Stored data
[Start of section]
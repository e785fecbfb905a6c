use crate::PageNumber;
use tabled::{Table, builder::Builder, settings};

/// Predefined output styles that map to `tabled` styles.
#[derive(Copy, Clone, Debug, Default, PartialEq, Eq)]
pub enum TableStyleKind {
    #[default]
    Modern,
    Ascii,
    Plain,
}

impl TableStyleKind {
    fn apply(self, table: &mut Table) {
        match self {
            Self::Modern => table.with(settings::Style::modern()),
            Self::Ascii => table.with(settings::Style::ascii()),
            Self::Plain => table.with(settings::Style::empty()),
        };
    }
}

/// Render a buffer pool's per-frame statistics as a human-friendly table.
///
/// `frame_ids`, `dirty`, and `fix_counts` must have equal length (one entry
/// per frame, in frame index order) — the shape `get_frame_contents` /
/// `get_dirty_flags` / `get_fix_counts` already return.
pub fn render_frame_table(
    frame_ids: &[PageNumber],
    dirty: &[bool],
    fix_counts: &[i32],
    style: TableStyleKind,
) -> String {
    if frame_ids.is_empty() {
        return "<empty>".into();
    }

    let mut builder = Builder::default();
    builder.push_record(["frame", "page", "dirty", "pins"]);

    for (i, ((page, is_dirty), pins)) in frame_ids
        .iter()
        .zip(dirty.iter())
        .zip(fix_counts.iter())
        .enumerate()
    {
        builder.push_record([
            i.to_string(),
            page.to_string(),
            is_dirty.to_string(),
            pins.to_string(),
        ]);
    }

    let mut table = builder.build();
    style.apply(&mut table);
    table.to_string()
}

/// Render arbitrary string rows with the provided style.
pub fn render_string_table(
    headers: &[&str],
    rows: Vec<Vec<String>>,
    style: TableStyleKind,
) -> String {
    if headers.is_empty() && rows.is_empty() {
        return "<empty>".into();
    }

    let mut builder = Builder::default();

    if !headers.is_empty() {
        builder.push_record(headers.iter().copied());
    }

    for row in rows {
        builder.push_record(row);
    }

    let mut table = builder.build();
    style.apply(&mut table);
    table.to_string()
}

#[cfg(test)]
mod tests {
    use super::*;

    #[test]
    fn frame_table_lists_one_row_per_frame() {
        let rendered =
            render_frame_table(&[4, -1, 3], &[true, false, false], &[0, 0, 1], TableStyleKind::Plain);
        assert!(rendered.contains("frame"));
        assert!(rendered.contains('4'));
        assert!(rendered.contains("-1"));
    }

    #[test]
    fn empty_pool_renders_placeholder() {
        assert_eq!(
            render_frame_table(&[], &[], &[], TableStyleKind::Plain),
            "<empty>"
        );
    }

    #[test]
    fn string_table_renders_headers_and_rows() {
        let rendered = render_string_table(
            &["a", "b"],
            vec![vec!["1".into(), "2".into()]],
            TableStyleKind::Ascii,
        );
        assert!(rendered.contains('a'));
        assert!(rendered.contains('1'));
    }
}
[End of section]
[Start of section]
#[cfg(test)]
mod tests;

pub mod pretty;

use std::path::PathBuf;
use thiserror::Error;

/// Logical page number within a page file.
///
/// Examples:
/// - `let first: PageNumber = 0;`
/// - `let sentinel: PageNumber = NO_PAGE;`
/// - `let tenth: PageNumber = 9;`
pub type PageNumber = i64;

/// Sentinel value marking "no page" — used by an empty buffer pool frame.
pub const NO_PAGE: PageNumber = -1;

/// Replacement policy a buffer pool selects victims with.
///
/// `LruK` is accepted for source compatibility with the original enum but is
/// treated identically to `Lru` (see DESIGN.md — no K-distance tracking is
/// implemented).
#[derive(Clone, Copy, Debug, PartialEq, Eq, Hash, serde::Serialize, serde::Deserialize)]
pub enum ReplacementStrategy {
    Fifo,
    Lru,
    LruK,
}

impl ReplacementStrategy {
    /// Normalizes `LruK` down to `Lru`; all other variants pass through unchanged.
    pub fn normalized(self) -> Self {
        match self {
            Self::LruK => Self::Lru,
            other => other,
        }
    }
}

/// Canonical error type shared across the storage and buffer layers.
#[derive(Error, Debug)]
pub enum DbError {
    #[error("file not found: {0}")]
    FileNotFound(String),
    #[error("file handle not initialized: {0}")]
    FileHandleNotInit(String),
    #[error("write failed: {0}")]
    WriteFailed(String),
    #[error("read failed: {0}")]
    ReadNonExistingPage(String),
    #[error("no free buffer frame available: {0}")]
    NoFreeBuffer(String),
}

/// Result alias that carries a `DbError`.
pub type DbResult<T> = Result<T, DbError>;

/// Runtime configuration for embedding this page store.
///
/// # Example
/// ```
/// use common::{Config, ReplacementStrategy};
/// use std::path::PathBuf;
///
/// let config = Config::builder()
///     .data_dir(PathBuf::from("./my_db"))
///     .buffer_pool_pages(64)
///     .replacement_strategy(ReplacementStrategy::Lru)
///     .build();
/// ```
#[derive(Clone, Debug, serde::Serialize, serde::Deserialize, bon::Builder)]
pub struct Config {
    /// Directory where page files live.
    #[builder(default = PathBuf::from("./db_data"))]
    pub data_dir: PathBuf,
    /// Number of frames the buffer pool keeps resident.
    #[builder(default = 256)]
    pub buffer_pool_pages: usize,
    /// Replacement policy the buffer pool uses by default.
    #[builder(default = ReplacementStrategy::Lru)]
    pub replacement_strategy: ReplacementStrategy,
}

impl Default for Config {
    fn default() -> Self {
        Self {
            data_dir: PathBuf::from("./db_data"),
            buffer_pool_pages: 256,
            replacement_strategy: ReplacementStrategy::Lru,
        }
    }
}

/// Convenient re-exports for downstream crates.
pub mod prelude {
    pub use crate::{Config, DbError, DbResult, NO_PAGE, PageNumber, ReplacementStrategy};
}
[End of section]
Going through the entries above, show each line that contains "DbError".

pub enum DbError {
/// Result alias that carries a `DbError`.
pub type DbResult<T> = Result<T, DbError>;
    pub use crate::{Config, DbError, DbResult, NO_PAGE, PageNumber, ReplacementStrategy};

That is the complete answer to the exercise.